FIG. 1a illustrates a panel assembly 10 for a modular building system. The panel assembly 10 includes a rectangular building panel 100 with four channel elements 200, 205, 210 and 215 that are positioned along respective edge portions of the panel 1000. Specifically, the panel assembly 10 includes a top channel element 200, a bottom channel element 205 and two opposed side channel elements 210 and 215.

A typical panel 1000 comprises a core of fire resistant expanded polystyrene that is sandwiched between two sheets. The sheets may be made from any known construction material that is preferably lightweight, fire-resistant and provides insulation.

The panel may be provided in a range of sizes. By way of example, the width of the panel may be about 300 mm-1100 mm and the height of panel may be 2400 mm, 2700 mm or 3000 mm. The panel 1000 is an internal wall panel which is symmetrical about a vertical axis such that any panel can be turned upside down or back to front. As previously discussed, channel elements 200, 205, 210 and 215 extend along perpendicular edges of the panel 1000. Each channel element 200 has a substantially c-shaped cross section and is typically glued to the core (not shown) and the sheets 105, 110 of the panel 1000 providing increased structural integrity of the panel 1000.

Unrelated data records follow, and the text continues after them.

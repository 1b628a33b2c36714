//! Template-based assortment variation.
//!
//! Turns a store and its resolved template into a concrete SKU list. Every
//! random decision draws from a `StoreRng` seeded by the store id, in a fixed
//! order:
//!
//! 1. variation fraction (one draw)
//! 2. aspirational substitution (one draw, eligible discounter templates only)
//! 3. swaps (two draws per swap: slot to overwrite, then pool entry)
//!
//! Changing that order changes every generated assortment.

use std::collections::BTreeMap;

use crate::config::{BrandTierTable, VariationConfig};
use crate::rng::StoreRng;
use crate::types::{Assortment, BrandTier, RankedSku, Store, Template, TierBreakdown};

/// Build the assortment for `store` from `template`.
pub fn apply_template_variation(
    store: &Store,
    template: &Template,
    tiers: &BrandTierTable,
    config: &VariationConfig,
) -> Assortment {
    let mut rng = StoreRng::for_store(&store.store_id);
    apply_with_rng(&store.store_id, template, tiers, config, &mut rng)
}

/// Same as `apply_template_variation` with a caller-supplied stream.
pub fn apply_with_rng(
    store_id: &str,
    template: &Template,
    tiers: &BrandTierTable,
    config: &VariationConfig,
    rng: &mut StoreRng,
) -> Assortment {
    let variation = variation_fraction(template, config, rng);

    let baseline = template.baseline();
    let mut working: Vec<&RankedSku> = baseline.iter().collect();

    let aspirational_substitution = substitute_aspirational(template, tiers, config, &mut working, rng);

    let num_swaps = (baseline.len() as f64 * variation).floor() as usize;
    let pool_end = (baseline.len() + num_swaps + config.pool_buffer).min(template.ranked_skus.len());
    let pool = &template.ranked_skus[baseline.len()..pool_end];

    if pool.is_empty() {
        log::debug!(
            "store={} template={} has no swap candidates, keeping baseline",
            store_id,
            template.template_id
        );
        return build(store_id, template, &working, 0.0, 0, aspirational_substitution, tiers);
    }

    for _ in 0..num_swaps {
        let slot = rng.next_index(working.len());
        let pick = rng.next_index(pool.len());
        working[slot] = &pool[pick];
    }

    build(
        store_id,
        template,
        &working,
        variation * 100.0,
        num_swaps,
        aspirational_substitution,
        tiers,
    )
}

/// Draw the share of baseline slots to swap.
///
/// `[0.10, 0.15)` by default, shifted up by the tier3 bonus.
pub fn variation_fraction(template: &Template, config: &VariationConfig, rng: &mut StoreRng) -> f64 {
    let mut v = config.base_min + rng.next_f64() * config.base_spread;
    if template.is_tier3 {
        v += config.tier3_bonus;
    }
    v
}

/// Maybe replace the worst-ranked value-tier baseline slot with the
/// template's aspirational SKU. Returns whether the swap happened.
///
/// Templates that are not discounters, or have no aspirational SKU, consume
/// no draw.
fn substitute_aspirational<'a>(
    template: &'a Template,
    tiers: &BrandTierTable,
    config: &VariationConfig,
    working: &mut [&'a RankedSku],
    rng: &mut StoreRng,
) -> bool {
    if !template.aspirational_eligible() {
        return false;
    }
    let Some(aspirational) = template.aspirational_sku.as_ref() else {
        return false;
    };
    if rng.next_f64() >= config.aspirational_probability {
        return false;
    }

    let target = working
        .iter()
        .enumerate()
        .filter(|(_, sku)| tiers.tier_of(&sku.brand) == BrandTier::Value)
        .max_by_key(|(_, sku)| sku.rank)
        .map(|(idx, _)| idx);

    match target {
        Some(idx) => {
            working[idx] = aspirational;
            true
        }
        None => false,
    }
}

fn build(
    store_id: &str,
    template: &Template,
    skus: &[&RankedSku],
    variation_percentage: f64,
    num_swaps: usize,
    aspirational_substitution: bool,
    tiers: &BrandTierTable,
) -> Assortment {
    let mut brand_breakdown: BTreeMap<String, usize> = BTreeMap::new();
    let mut tier_breakdown = TierBreakdown::default();
    for sku in skus {
        *brand_breakdown.entry(sku.brand.clone()).or_insert(0) += 1;
        tier_breakdown.add(tiers.tier_of(&sku.brand), 1);
    }

    Assortment {
        store_id: store_id.to_string(),
        template_id: template.template_id.clone(),
        sku_ids: skus.iter().map(|s| s.sku_id.clone()).collect(),
        sku_count: skus.len(),
        variation_percentage,
        num_swaps,
        aspirational_substitution,
        brand_breakdown,
        tier_breakdown,
    }
}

Each flashing connector 100 comprises a hollow and elongate recess 150 defined by two spaced apart side walls 110 and 120 that are separated by a top wall 130. Referring to FIGS. 3A, 3B it is clearly shown that the top wall 130 and the spaced apart side walls 110 and 120 define the C-shaped recess 150. During construction of multi-level buildings, a load bearing member in the form of a load bearing top plate 500 is arranged into the top channel 200 of the one or more bottom panels BP (BP1, BP2 and BP3 shown in FIG. 1). The top plate 500 supports the construction of an additional floor and allows the top building panels TP (TP1, TP2 and TP3; shown in FIG. 1) in the multi-level building.

It is important to note that the dimensions and shape of the top plate 500 may vary in accordance with the load bearing requirements of the building. By way of example, the height and width of the top plate 500 may be varied in accordance with the load bearing requirements of the building. Whilst, the shape of the top plate 500 is shown to be square or rectangular, the shape of the load bearing is not limiting. Consequently, the shape of the recess defined by the side walls 110, 120 and the top wall 130 may also be varied without departing from the spirit and scope of the invention.

Once the top plate 500 has been positioned into the top channel 200, the flashing connector 100 is positioned above the top plate 500 such that at least an upper portion of the top plate 500 is received into the recess 150 of the flashing connector 100. Once the flashing connector 100 has been positioned above the top plate 500, the next step involves positioning the top panel TP above the bottom panel BP. Specifically, the top wall 130 of the flashing connector 100 and a substantial part of the side walls 110 and 120 are received into the bottom channel 205 of the top panel TP. FIG. 3A illustrates an exploded view and FIG. 3B illustrates a sectional view of the flashing connector 100 shown in an in-use configuration.

Whilst the preferred embodiment illustrates the use of building panels BP and TP having identical structural features, such a limitation is not limiting. By way of example, the one or both the top and building panels may have slightly different structural dimensions to suit specific building requirements.

Referring to FIG. 3C, the enlarged view of the flashing connector 100 illustrates a flashing portion 140 extending along the length of second side wall 120. The flashing connector 100 includes a joining portion 115 that extends transversely and outwardly relative to side wall 120 with a the downwardly dependent flashing portion 140 depending downwardly from an outwardly extending end of the joining portion 115 to lap around a top edge portion of an external sheet S of the bottom panel BP (See FIG. 3C). The width of the joining portion 115 needs to be slightly greater than the thickness of the sheet S to enable the flashing portion 140 to lap over the top edge of the sheet S. Once again, exact dimensions for the width of the joining portion 115 may vary to suit specific dimensions of the sheet S used in the lower building panel BP.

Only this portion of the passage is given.